Seeking for help with NVMe arbitration questions

Fri Apr 28 11:18:03 PDT 2023

> You might expect that a new command placed on a shallow queue will
> be handled ahead of a command place on a deep queue at the same
> time. Indeed, some implementation may even show desirable results
> with that scheme, but the spec doesn't really guarantee that, though.
Thanks Keith, that makes total sense... This also aligns with what I
experimented with (please see below). I was hoping to see task2 would
benefit from a larger queue proportion but it didn't.
1. W/ default queue set-up, ran 2 identical randwrite FIO tasks (3
identical jobs each) to the same set of CPUs. The 2 tasks got the same
performance
2. Changed to 1/64/2 queue set-up, FIO tasks were the same, despite
task1 went to default queues and task2 went to poll queues. The result
was very close to test 1. Task2 did run faster but the difference was
trivial (seemed to come from IO polling instead of queue distribution)

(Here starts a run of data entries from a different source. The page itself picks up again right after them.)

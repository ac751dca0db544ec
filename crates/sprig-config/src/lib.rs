//! Configuration loading for sprig
//!
//! This crate parses `sprig.toml` and `package.json`, and layers the global
//! file, the project file, environment variables and command line flags into
//! one [`Settings`] value.

pub mod json;
pub mod merge;
pub mod toml;

// Re-export main types
pub use self::json::{PackageJson, PACKAGE_JSON};
pub use self::merge::{
    ConfigLayering, ConfigLoader, ConfigOverrides, ConfigSource, LoadedConfig, RetrySettings, Settings,
    DEFAULT_REGISTRY_URL,
};
pub use self::toml::{SprigToml, CONFIG_FILE_NAME};

use sprig_core::error::SprigError;

/// Result type for configuration operations
pub type ConfigResult<T> = Result<T, SprigError>;
//! Tree command implementation.
//!
//! Resolves a published package version and prints its dependency tree.

use std::time::{Duration, Instant};

use sprig_core::error::{SprigError, SprigResult};
use sprig_core::types::ResolvedTree;
use sprig_registry::RegistrySource;
use sprig_resolver::TreeBuilder;
use tracing::debug;

use super::CommandContext;
use crate::output::tree::render_tree;
use crate::RegistryArgs;

/// Execute the tree command
pub async fn execute(
    name: &str,
    version: &str,
    json: bool,
    registry: &RegistryArgs,
    ctx: &CommandContext,
) -> SprigResult<()> {
    let builder = super::tree_builder(ctx, registry).await?;

    let start = Instant::now();
    let tree = resolve(&builder, name, version).await?;
    let elapsed = start.elapsed();

    if let Some(stats) = builder.registry().cache_stats() {
        debug!("Metadata cache: {} fresh of {} entries", stats.fresh_entries, stats.total_entries);
    }

    ctx.output.print(&format_tree(&tree, json, ctx)?);
    if !json {
        ctx.output.info(&summary(&tree, elapsed));
    }
    Ok(())
}

/// One-line size report printed under a text tree
pub fn summary(tree: &ResolvedTree, elapsed: Duration) -> String {
    format!(
        "{} packages, {} levels deep, resolved in {:.2}s",
        tree.node_count(),
        tree.depth(),
        elapsed.as_secs_f64()
    )
}

/// Resolve `name@version` against any registry source
pub async fn resolve<R>(builder: &TreeBuilder<R>, name: &str, version: &str) -> SprigResult<ResolvedTree>
where
    R: RegistrySource + 'static,
{
    builder.resolve_package(name, version).await
}

/// Text or JSON rendering of a resolved tree
pub fn format_tree(tree: &ResolvedTree, json: bool, ctx: &CommandContext) -> SprigResult<String> {
    if json {
        serde_json::to_string_pretty(tree).map_err(|e| SprigError::Serialization {
            what: "dependency tree".to_string(),
            message: e.to_string(),
        })
    } else {
        let root = format!("{}@{}", tree.name, tree.version);
        Ok(render_tree(&root, &tree.dependencies, ctx.output.colors()))
    }
}
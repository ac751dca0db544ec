//! Range expressions and version matching.
//!
//! A range is one or more `||`-separated clauses. Each clause is an exact
//! pattern (`1.2.3`), a caret (`^1.2.3`), a tilde (`~1.2.3`), a wildcard
//! pattern (`1.x`, `1.2.*`) or the any-range (`""`, `*`, `x`).

use serde::{Serialize, Serializer};
use std::fmt;
use std::str::FromStr;

use super::version::{Prerelease, Version};
use crate::error::{SprigError, SprigResult};

const OR_MARKER: &str = "||";

/// Parsed range expression; a version satisfies it if any clause matches
#[derive(Debug, Clone, PartialEq, Eq)]
pub struct RangeExpression {
    raw: String,
    clauses: Vec<Clause>,
}

/// One operator plus partial version pattern
#[derive(Debug, Clone, PartialEq, Eq)]
pub struct Clause {
    pub op: Op,
    pub pattern: PartialVersion,
}

/// Clause operator
#[derive(Debug, Clone, Copy, PartialEq, Eq)]
pub enum Op {
    Any,       // *, x, ""
    Exact,     // 1.2.3
    Caret,     // ^1.2.3
    Tilde,     // ~1.2.3
    Wildcard(Component), // 1.x, 1.2.*
}

/// Version component position, used by wildcard clauses
#[derive(Debug, Clone, Copy, PartialEq, Eq, PartialOrd, Ord)]
pub enum Component {
    Major,
    Minor,
    Patch,
}

/// Partial version for clauses (missing or wildcarded components are `None`)
#[derive(Debug, Clone, Default, PartialEq, Eq)]
pub struct PartialVersion {
    pub major: Option<u64>,
    pub minor: Option<u64>,
    pub patch: Option<u64>,
    pub prerelease: Option<Prerelease>,
}

impl RangeExpression {
    /// Parse a range expression, failing with `MalformedRange`
    pub fn parse(input: &str) -> SprigResult<Self> {
        let clauses = input
            .split(OR_MARKER)
            .map(|clause| Clause::parse(clause.trim(), input))
            .collect::<SprigResult<Vec<_>>>()?;

        Ok(Self {
            raw: input.to_string(),
            clauses,
        })
    }

    /// Check whether `version` satisfies at least one clause
    pub fn is_satisfied_by(&self, version: &Version) -> bool {
        self.clauses.iter().any(|clause| clause.matches(version))
    }

    /// True when some clause accepts every release
    pub fn is_any(&self) -> bool {
        self.clauses.iter().any(|clause| clause.op == Op::Any)
    }

    /// The clauses in declaration order
    pub fn clauses(&self) -> &[Clause] {
        &self.clauses
    }

    /// The range as written
    pub fn as_str(&self) -> &str {
        &self.raw
    }
}

impl FromStr for RangeExpression {
    type Err = SprigError;

    fn from_str(s: &str) -> Result<Self, Self::Err> {
        Self::parse(s)
    }
}

impl fmt::Display for RangeExpression {
    fn fmt(&self, f: &mut fmt::Formatter<'_>) -> fmt::Result {
        f.write_str(&self.raw)
    }
}

impl Serialize for RangeExpression {
    fn serialize<S: Serializer>(&self, serializer: S) -> Result<S::Ok, S::Error> {
        serializer.serialize_str(&self.raw)
    }
}

impl Clause {
    /// Parse a single trimmed clause; `range` is the full expression for errors
    fn parse(clause: &str, range: &str) -> SprigResult<Self> {
        let malformed = |reason: String| SprigError::MalformedRange {
            range: range.to_string(),
            reason,
        };

        if is_wildcard(clause) {
            return Ok(Self::any());
        }

        if clause.chars().any(char::is_whitespace) {
            return Err(malformed(format!(
                "'{}' combines comparators, which is not supported",
                clause
            )));
        }

        if clause.starts_with('>') || clause.starts_with('<') {
            return Err(malformed(format!("operator in '{}' is not supported", clause)));
        }

        let (op, pattern_str) = if let Some(stripped) = clause.strip_prefix('^') {
            (Some(Op::Caret), stripped)
        } else if let Some(stripped) = clause.strip_prefix('~') {
            (Some(Op::Tilde), stripped)
        } else if let Some(stripped) = clause.strip_prefix('=') {
            (None, stripped)
        } else {
            (None, clause)
        };
        let pattern_str = pattern_str.strip_prefix('v').unwrap_or(pattern_str);

        let pattern = PartialVersion::parse(pattern_str).map_err(malformed)?;

        let op = match (op, pattern.first_wildcard()) {
            (_, Some(Component::Major)) => Op::Any,
            (Some(op), _) => op,
            (None, Some(position)) => Op::Wildcard(position),
            (None, None) => Op::Exact,
        };

        Ok(Self { op, pattern })
    }

    fn any() -> Self {
        Self {
            op: Op::Any,
            pattern: PartialVersion::default(),
        }
    }

    /// Check whether `version` satisfies this clause
    pub fn matches(&self, version: &Version) -> bool {
        // Only an exact clause naming a pre-release can select one
        if version.is_prerelease() && !(self.op == Op::Exact && self.pattern.prerelease.is_some()) {
            return false;
        }

        let pattern = &self.pattern;
        match self.op {
            Op::Any => true,
            Op::Exact => {
                pattern.major == Some(version.major)
                    && pattern.minor == Some(version.minor)
                    && pattern.patch == Some(version.patch)
                    && pattern.prerelease == version.prerelease
            },
            Op::Wildcard(position) => {
                let fixed = [
                    (Component::Major, pattern.major, version.major),
                    (Component::Minor, pattern.minor, version.minor),
                    (Component::Patch, pattern.patch, version.patch),
                ];
                fixed
                    .iter()
                    .take_while(|(component, _, _)| *component < position)
                    .all(|(_, expected, actual)| *expected == Some(*actual))
            },
            Op::Caret => {
                let floor = match pattern.minor {
                    Some(minor) => (minor, pattern.patch.unwrap_or(0)),
                    None => (0, 0),
                };
                pattern.major == Some(version.major) && (version.minor, version.patch) >= floor
            },
            Op::Tilde => {
                if pattern.major != Some(version.major) {
                    return false;
                }

                match pattern.minor {
                    Some(minor) => version.minor == minor && version.patch >= pattern.patch.unwrap_or(0),
                    None => true,
                }
            },
        }
    }
}

impl PartialVersion {
    /// Parse `major[.minor[.patch]][-prerelease]`; wildcards become `None`
    fn parse(input: &str) -> Result<Self, String> {
        let (core_part, prerelease) = match input.split_once('-') {
            Some((core, pre)) => {
                let pre = Prerelease::parse(pre)
                    .ok_or_else(|| format!("empty pre-release tag in '{}'", input))?;
                (core, Some(pre))
            },
            None => (input, None),
        };

        let parts: Vec<&str> = core_part.split('.').collect();
        if parts.len() > 3 {
            return Err(format!("'{}' has more than three components", input));
        }

        let mut components = [None; 3];
        for (slot, part) in components.iter_mut().zip(&parts) {
            // An empty text is "any" only as a whole clause
            if part.is_empty() {
                return Err(format!("empty component in '{}'", input));
            }
            if is_wildcard(part) {
                continue;
            }
            let value = part
                .parse::<u64>()
                .map_err(|_| format!("'{}' is not a number in '{}'", part, input))?;
            *slot = Some(value);
        }

        Ok(Self {
            major: components[0],
            minor: components[1],
            patch: components[2],
            prerelease,
        })
    }

    /// First component that is missing or wildcarded
    fn first_wildcard(&self) -> Option<Component> {
        if self.major.is_none() {
            Some(Component::Major)
        } else if self.minor.is_none() {
            Some(Component::Minor)
        } else if self.patch.is_none() {
            Some(Component::Patch)
        } else {
            None
        }
    }
}

fn is_wildcard(s: &str) -> bool {
    matches!(s, "" | "*" | "x" | "X")
}
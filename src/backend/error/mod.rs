//! Backend Error Module
//!
//! Error types returned by HTTP handlers and their conversion to responses.
//!
//! # Module Structure
//!
//! ```text
//! error/
//! ├── mod.rs        - Module exports and documentation
//! ├── types.rs      - BackendError and status mapping
//! └── conversion.rs - IntoResponse and From impls
//! ```
//!
//! # HTTP Response Conversion
//!
//! `BackendError` implements `IntoResponse`, so handlers return
//! `Result<_, BackendError>` and use `?` on database, hub, validation,
//! hashing, and token errors alike.
//!
//! # Example
//!
//! ```rust,no_run
//! use devnest::backend::error::BackendError;
//! use axum::Json;
//!
//! async fn handler() -> Result<Json<u32>, BackendError> {
//!     Err(BackendError::not_found("No such resource"))
//! }
//! ```

/// Error type definitions
pub mod types;

/// Error conversion implementations
pub mod conversion;

pub use types::BackendError;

Then this confuses me with the motivations of introducing different
queue types. Doesn't it aim for providing some sort of prioritization?

Best,
Yicheng

On Fri, Apr 28, 2023 at 8:43 AM Keith Busch <kbusch at kernel.org> wrote:
>
> On Thu, Apr 27, 2023 at 05:36:12PM -0700, Wang Yicheng wrote:
> > Thanks a lot Keith! This is very helpful!
> >
> > 1. Then do you see a way to prioritize a specific set of IOs (favor
> > small writes over large writes) from the IO queue's perspective?
> > Initially I was thinking of WRR, which later turned out to be not
> > supported. If I want to leverage the IO queues to achieve the same
> > goal, from what I understand I can simply send small writes to poll
> > queues, and allocate more of those queues. Say on average small writes
> > take up 20% of the total IOs. And if I distribute 40% of total queues
> > as poll queues, in some sense I give more weight to small writes and
> > thus prioritize them.
>
> You might expect that a new command placed on a shallow queue will
> be handled ahead of a command place on a deep queue at the same
> time. Indeed, some implementation may even show desirable results
> with that scheme, but the spec doesn't really guarantee that, though.
>
> For a pure software side solution, you could use an ioscheduler and
> set your ioprio accordingly.
>
> > > > 3. Say I have only 1 default queue and I submit an I/O from some CPU,
> > > > then there can be a chance that the I/O would need to cross CPUs, if
> > > > the default queue happens not to be on the same core right?
> > >
> > > If you only have one queue of a particular type, then the sysfs mq
> > > directory for that queue should show cpu_list having all CPU's set,
> > > so no CPU crossing necessary for dispatch. In fact, for any queue
> > > count and CPU topo, dispatch should never need to reschedule to
> > > another core (that was the point of the design). Completions on the
> > > other hand are typically affinitized to a single specific CPU, so
> > > the complete may happen on a different core than your submit in
> > > this scenario.
> >
> > 2. You mentioned that completions are affinitized to a single specific
> > CPU. And this is exactly what I observed in my test. This also seems
> > to cause worse performance. Is there a way to query that affinity or
> > is it invisible from outside?
>
> To query a queue's affinity, check /proc/irq/<#>/effective_affinity.
> You can check /proc/interrupts to determine which irq# goes with
> which queue.